= Dan Everard =

Daniel Henry Stirling Everard (6 October 1946 - 29 August 2026) was a British inventor, design engineer and author. He authored the Bang and Olufsen Book of Hi-fi and developed an elevating powerchair in the early eighties.

Born to Harry Stirling Crawfurd Everard MBE and Eileen Eunice (née Mander) in Radlett, Herts, Everard was educated at Uppingham School. He matriculated at Wadham College, Oxford to read Engineering Sciences in 1965.

==Career==
After working at Cambridge Consultants and Neve Electronics Everard founded Cambridge Electronic Workshop (CEW) and became a freelance designer working on instrumentation in 1973. He wrote the Bang and Olufson Book of Hi-Fi for non technical enthusiasts in 1977.
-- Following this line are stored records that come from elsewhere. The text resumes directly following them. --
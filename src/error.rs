//! Central error type for the sync service.
//!
//! Every fallible operation in the crate eventually converges on [`SyncError`]
//! so the orchestrator can make a single retry/circuit-breaker decision
//! regardless of which layer raised it.

use thiserror::Error;

/// Severity attached to an error for aggregation and alerting purposes.
#[derive(Debug, Clone, Copy, PartialEq, Eq, PartialOrd, Ord)]
pub enum ErrorSeverity {
    Low,
    Medium,
    High,
    Critical,
}

#[derive(Debug, Error)]
pub enum SyncError {
    #[error("storefront connection failed: {0}")]
    StorefrontConnection(String),

    #[error("storefront API error ({status}): {message}")]
    StorefrontApi { status: u16, message: String },

    #[error("storefront rejected credentials: {0}")]
    StorefrontUnauthorized(String),

    #[error("storefront permanent API error ({status}): {message}")]
    StorefrontPermanent { status: u16, message: String },

    #[error("storefront rate limited, retry after {retry_after_secs}s")]
    RateLimited { retry_after_secs: u64 },

    #[error("rms connection failed: {0}")]
    RmsConnection(String),

    #[error("rms query failed: {0}")]
    RmsQuery(String),

    #[error("order conversion failed for {reference}: {reason}")]
    Conversion { reference: String, reason: String },

    #[error("customer resolution failed for order {reference}: {reason}")]
    CustomerResolution { reference: String, reason: String },

    #[error("invalid order data: {0}")]
    InvalidOrderData(String),

    #[error("sync operation timed out after {0:?}")]
    Timeout(std::time::Duration),

    #[error("circuit breaker open for {0}")]
    CircuitOpen(String),

    #[error("sync failed: {0}")]
    Sync(String),

    #[error("configuration error: {0}")]
    Configuration(String),
}

impl SyncError {
    /// Mirrors §7's retry table: connection and rate-limit failures are
    /// transient; data/validation failures and the storefront's `stopOn`
    /// kinds (`Unauthorized`, `PermanentApi`) are not.
    pub fn is_retryable(&self) -> bool {
        !matches!(
            self,
            SyncError::Conversion { .. }
                | SyncError::CustomerResolution { .. }
                | SyncError::InvalidOrderData(_)
                | SyncError::Configuration(_)
                | SyncError::StorefrontUnauthorized(_)
                | SyncError::StorefrontPermanent { .. }
        )
    }

    pub fn severity(&self) -> ErrorSeverity {
        match self {
            SyncError::RmsConnection(_) | SyncError::StorefrontConnection(_) => {
                ErrorSeverity::High
            }
            SyncError::CircuitOpen(_) | SyncError::Timeout(_) => ErrorSeverity::High,
            SyncError::RateLimited { .. } => ErrorSeverity::Low,
            SyncError::Conversion { .. } | SyncError::CustomerResolution { .. } => {
                ErrorSeverity::Medium
            }
            SyncError::InvalidOrderData(_) => ErrorSeverity::Medium,
            SyncError::Configuration(_) => ErrorSeverity::Critical,
            SyncError::StorefrontUnauthorized(_) => ErrorSeverity::Critical,
            SyncError::StorefrontPermanent { .. } => ErrorSeverity::High,
            SyncError::StorefrontApi { status, .. } if *status >= 500 => ErrorSeverity::High,
            SyncError::StorefrontApi { .. } => ErrorSeverity::Medium,
            SyncError::RmsQuery(_) => ErrorSeverity::Medium,
            SyncError::Sync(_) => ErrorSeverity::High,
        }
    }

    /// Short machine-readable category used by the error aggregator and the
    /// `/stats` admin surface.
    pub fn code(&self) -> &'static str {
        match self {
            SyncError::StorefrontConnection(_) => "STOREFRONT_CONNECTION_FAILED",
            SyncError::StorefrontApi { .. } => "STOREFRONT_API_ERROR",
            SyncError::StorefrontUnauthorized(_) => "STOREFRONT_UNAUTHORIZED",
            SyncError::StorefrontPermanent { .. } => "STOREFRONT_PERMANENT_ERROR",
            SyncError::RateLimited { .. } => "RATE_LIMIT_EXCEEDED",
            SyncError::RmsConnection(_) => "RMS_CONNECTION_FAILED",
            SyncError::RmsQuery(_) => "RMS_QUERY_FAILED",
            SyncError::Conversion { .. } => "SYNC_MAPPING_ERROR",
            SyncError::CustomerResolution { .. } => "SYNC_MAPPING_ERROR",
            SyncError::InvalidOrderData(_) => "INVALID_ORDER_DATA",
            SyncError::Timeout(_) => "SYNC_TIMEOUT",
            SyncError::CircuitOpen(_) => "SERVICE_UNAVAILABLE",
            SyncError::Sync(_) => "SYNC_FAILED",
            SyncError::Configuration(_) => "CONFIGURATION_ERROR",
        }
    }
}

/// Shared by the `reqwest` gateway and the blanket `reqwest::Error`
/// conversion below: maps an HTTP status into the §7 `stopOn`/`retryOn`
/// kinds. 429 is handled separately by callers that can read `Retry-After`.
pub(crate) fn classify_storefront_status(status: u16, message: String) -> SyncError {
    match status {
        401 | 403 => SyncError::StorefrontUnauthorized(message),
        400..=499 => SyncError::StorefrontPermanent { status, message },
        _ => SyncError::StorefrontApi { status, message },
    }
}

impl From<sqlx::Error> for SyncError {
    fn from(err: sqlx::Error) -> Self {
        SyncError::RmsQuery(err.to_string())
    }
}

impl From<reqwest::Error> for SyncError {
    fn from(err: reqwest::Error) -> Self {
        if err.is_timeout() {
            SyncError::Timeout(std::time::Duration::from_secs(0))
        } else if err.is_connect() {
            SyncError::StorefrontConnection(err.to_string())
        } else {
            let status = err.status().map(|s| s.as_u16()).unwrap_or(0);
            classify_storefront_status(status, err.to_string())
        }
    }
}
In 1981, Everard’s infant daughter Ruth was diagnosed with Spinal muscular atrophy (SMA) and he created his original idea for a pædiatric powered chair in April of that year. His daughter had her first drive in the new powerchair aged twenty months, and began using it just before she was two years old. The original prototype is on display in the Wellcome Medicine Galleries at the London Science Museum.

This early machine, known as “The Yellow Peril” was then developed into a production version named “The Turbo”. This product was manufactured throughout the 1980s and a later version is held in the Science Museum collection in London.

In the early nineties, the companies behind the Turbo closed and Everard spent his time supporting Turbo owners and developing a new PowerChair to replace his daughter's. The Dragon was born and a new company was founded in 2003 and incorporated as a limited company in 2005 with its name formally changed to DragonMobility at that time. At this time a new, smaller powerchair - the SnapDragon was developed for children weighing less than 40kg.

In 2013, Everard was nominated for the Queen Elizabeth Prize for Engineering, which was won by Robert Kahn, Vinton Cerf, Louis Pouzin, Tim Berners-Lee, and Marc Andreessen for their work creating the Internet and the World Wide Web.